[Start of Attachment]

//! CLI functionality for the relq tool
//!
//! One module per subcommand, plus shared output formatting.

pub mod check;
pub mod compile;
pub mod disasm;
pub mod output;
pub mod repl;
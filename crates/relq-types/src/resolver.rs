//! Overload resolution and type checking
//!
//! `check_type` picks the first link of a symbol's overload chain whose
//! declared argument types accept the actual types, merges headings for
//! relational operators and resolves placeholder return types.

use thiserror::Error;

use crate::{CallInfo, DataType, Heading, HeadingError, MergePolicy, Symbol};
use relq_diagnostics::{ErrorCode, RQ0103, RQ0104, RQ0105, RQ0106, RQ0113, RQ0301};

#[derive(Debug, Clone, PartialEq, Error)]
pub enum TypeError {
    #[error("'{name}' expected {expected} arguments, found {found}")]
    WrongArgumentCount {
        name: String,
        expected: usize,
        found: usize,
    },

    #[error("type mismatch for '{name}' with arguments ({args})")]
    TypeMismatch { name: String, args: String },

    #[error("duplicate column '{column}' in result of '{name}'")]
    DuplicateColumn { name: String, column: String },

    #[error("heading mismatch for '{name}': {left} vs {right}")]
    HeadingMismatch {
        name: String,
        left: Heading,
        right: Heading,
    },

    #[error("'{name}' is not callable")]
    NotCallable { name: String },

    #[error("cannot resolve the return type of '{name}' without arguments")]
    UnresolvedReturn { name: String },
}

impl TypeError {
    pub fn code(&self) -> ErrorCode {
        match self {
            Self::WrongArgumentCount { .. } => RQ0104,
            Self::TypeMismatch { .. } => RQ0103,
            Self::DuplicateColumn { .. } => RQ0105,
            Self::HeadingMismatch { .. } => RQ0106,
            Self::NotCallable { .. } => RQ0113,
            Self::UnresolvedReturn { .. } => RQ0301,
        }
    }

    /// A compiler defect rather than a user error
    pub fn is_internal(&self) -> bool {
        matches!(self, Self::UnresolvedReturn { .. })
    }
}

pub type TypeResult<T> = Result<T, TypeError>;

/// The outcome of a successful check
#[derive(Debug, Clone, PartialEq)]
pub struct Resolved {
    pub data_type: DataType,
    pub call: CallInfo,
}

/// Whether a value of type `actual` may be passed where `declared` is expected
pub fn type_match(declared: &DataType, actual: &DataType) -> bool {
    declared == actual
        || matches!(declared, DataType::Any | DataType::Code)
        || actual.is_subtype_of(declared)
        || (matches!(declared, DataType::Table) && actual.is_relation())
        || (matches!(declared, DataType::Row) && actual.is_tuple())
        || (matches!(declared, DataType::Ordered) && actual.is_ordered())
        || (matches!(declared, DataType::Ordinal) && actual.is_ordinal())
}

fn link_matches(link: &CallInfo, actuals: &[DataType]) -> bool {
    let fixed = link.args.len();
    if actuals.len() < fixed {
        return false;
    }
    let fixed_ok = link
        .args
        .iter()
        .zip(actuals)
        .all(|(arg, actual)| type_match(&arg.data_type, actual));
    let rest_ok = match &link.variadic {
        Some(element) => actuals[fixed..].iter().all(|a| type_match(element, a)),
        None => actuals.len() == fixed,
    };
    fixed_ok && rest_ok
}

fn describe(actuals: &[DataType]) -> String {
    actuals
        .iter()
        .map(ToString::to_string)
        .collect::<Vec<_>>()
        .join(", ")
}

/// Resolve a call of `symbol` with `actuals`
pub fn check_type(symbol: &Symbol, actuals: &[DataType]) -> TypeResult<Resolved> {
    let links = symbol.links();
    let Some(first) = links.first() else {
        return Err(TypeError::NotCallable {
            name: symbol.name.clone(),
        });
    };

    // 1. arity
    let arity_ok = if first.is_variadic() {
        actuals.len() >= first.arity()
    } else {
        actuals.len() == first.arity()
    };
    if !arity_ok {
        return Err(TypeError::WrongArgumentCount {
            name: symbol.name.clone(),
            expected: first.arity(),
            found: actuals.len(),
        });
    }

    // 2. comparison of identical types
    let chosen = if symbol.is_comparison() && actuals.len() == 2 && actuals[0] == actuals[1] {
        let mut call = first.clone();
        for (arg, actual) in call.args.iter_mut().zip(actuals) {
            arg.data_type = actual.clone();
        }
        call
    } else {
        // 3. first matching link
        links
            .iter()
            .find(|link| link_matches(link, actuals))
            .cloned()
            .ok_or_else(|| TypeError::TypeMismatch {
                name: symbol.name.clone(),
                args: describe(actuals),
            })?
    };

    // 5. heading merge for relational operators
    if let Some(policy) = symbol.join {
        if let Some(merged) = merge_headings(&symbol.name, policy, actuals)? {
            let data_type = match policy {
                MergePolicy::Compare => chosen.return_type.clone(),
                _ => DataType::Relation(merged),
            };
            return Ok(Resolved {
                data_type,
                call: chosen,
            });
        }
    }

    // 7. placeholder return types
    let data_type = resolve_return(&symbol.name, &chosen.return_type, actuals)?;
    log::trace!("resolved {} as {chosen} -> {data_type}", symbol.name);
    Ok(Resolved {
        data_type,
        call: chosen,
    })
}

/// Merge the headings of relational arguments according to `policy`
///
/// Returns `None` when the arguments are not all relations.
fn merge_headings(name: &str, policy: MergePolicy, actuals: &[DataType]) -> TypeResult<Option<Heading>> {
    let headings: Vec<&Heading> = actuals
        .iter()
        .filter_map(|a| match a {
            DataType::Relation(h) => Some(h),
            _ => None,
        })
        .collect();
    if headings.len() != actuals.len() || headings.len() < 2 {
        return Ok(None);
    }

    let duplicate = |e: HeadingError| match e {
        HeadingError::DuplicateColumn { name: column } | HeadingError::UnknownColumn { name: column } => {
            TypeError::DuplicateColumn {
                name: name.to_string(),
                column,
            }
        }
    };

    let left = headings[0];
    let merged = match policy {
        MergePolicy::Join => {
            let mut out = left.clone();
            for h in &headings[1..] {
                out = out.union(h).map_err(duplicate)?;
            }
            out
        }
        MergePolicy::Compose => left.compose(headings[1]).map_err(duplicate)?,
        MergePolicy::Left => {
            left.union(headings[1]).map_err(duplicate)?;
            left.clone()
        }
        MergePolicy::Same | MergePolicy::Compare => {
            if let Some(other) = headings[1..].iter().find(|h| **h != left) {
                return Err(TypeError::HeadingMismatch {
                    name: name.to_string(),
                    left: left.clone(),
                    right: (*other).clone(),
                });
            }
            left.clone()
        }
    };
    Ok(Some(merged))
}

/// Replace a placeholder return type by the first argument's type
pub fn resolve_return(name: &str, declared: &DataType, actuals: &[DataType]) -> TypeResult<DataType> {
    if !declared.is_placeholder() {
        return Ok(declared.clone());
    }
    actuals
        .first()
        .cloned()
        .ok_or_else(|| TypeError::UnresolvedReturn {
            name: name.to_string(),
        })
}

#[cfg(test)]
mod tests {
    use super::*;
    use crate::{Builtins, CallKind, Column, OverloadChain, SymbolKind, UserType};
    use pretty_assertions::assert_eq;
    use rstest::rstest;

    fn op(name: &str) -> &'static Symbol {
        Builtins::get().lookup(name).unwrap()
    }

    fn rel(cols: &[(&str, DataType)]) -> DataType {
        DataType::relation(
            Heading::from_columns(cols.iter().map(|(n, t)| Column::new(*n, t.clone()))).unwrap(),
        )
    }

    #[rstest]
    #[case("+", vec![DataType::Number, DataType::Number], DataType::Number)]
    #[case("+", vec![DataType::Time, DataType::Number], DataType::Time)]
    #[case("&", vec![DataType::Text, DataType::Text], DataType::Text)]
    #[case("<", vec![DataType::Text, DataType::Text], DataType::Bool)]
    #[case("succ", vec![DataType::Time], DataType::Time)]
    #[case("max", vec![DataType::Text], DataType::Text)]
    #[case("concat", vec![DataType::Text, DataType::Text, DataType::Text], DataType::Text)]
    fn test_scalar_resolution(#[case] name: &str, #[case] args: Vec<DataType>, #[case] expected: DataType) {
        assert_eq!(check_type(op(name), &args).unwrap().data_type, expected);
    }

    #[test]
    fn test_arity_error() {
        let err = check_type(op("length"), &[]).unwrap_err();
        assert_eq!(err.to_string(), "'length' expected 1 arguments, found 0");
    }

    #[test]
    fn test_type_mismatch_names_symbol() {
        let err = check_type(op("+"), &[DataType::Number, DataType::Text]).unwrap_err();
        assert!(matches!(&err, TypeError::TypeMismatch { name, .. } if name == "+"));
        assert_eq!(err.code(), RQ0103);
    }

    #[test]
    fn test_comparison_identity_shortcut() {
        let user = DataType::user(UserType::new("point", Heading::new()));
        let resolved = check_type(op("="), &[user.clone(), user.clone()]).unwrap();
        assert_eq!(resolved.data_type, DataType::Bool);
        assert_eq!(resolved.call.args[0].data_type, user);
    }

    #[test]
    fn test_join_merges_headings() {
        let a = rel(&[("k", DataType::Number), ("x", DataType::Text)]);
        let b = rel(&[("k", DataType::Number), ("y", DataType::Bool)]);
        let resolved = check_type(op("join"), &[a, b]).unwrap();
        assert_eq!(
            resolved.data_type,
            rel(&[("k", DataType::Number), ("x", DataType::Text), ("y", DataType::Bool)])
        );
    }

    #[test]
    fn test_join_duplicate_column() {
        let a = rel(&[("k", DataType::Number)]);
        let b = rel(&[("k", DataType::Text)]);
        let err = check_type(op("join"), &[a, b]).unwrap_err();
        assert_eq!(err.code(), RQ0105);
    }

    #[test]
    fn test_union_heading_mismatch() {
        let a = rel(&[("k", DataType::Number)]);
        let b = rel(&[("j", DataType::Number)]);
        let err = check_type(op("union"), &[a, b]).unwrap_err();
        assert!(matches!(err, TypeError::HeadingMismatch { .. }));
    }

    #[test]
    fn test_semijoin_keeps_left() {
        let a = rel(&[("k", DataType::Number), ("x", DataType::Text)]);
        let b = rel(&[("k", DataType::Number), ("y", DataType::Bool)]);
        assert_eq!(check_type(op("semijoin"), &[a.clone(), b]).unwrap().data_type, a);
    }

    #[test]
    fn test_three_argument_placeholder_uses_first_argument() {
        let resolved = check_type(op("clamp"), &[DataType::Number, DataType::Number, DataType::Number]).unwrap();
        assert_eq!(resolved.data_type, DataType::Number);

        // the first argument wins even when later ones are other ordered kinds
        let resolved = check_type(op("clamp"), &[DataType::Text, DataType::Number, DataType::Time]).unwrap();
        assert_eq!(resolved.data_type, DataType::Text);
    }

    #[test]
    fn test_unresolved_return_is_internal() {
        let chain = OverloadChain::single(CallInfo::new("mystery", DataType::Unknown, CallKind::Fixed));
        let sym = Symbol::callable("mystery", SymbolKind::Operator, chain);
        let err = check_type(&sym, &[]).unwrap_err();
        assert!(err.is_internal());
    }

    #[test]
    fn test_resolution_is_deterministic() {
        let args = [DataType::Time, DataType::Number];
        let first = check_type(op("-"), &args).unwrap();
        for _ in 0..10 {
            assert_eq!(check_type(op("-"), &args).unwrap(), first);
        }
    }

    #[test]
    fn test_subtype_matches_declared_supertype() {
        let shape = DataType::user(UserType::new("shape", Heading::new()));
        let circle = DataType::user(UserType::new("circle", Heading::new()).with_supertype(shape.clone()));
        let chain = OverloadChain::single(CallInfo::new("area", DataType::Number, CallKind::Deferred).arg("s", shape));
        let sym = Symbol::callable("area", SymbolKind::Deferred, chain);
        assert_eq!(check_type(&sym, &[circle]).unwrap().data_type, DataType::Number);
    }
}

[End of Attachment]

Look through the material and find each line that includes "types", then copy it.

Exercise result:
filename crates/relq-types/src/resolver.rs
//! declared argument types accept the actual types, merges headings for
//! relational operators and resolves placeholder return types.
    // 2. comparison of identical types
    // 7. placeholder return types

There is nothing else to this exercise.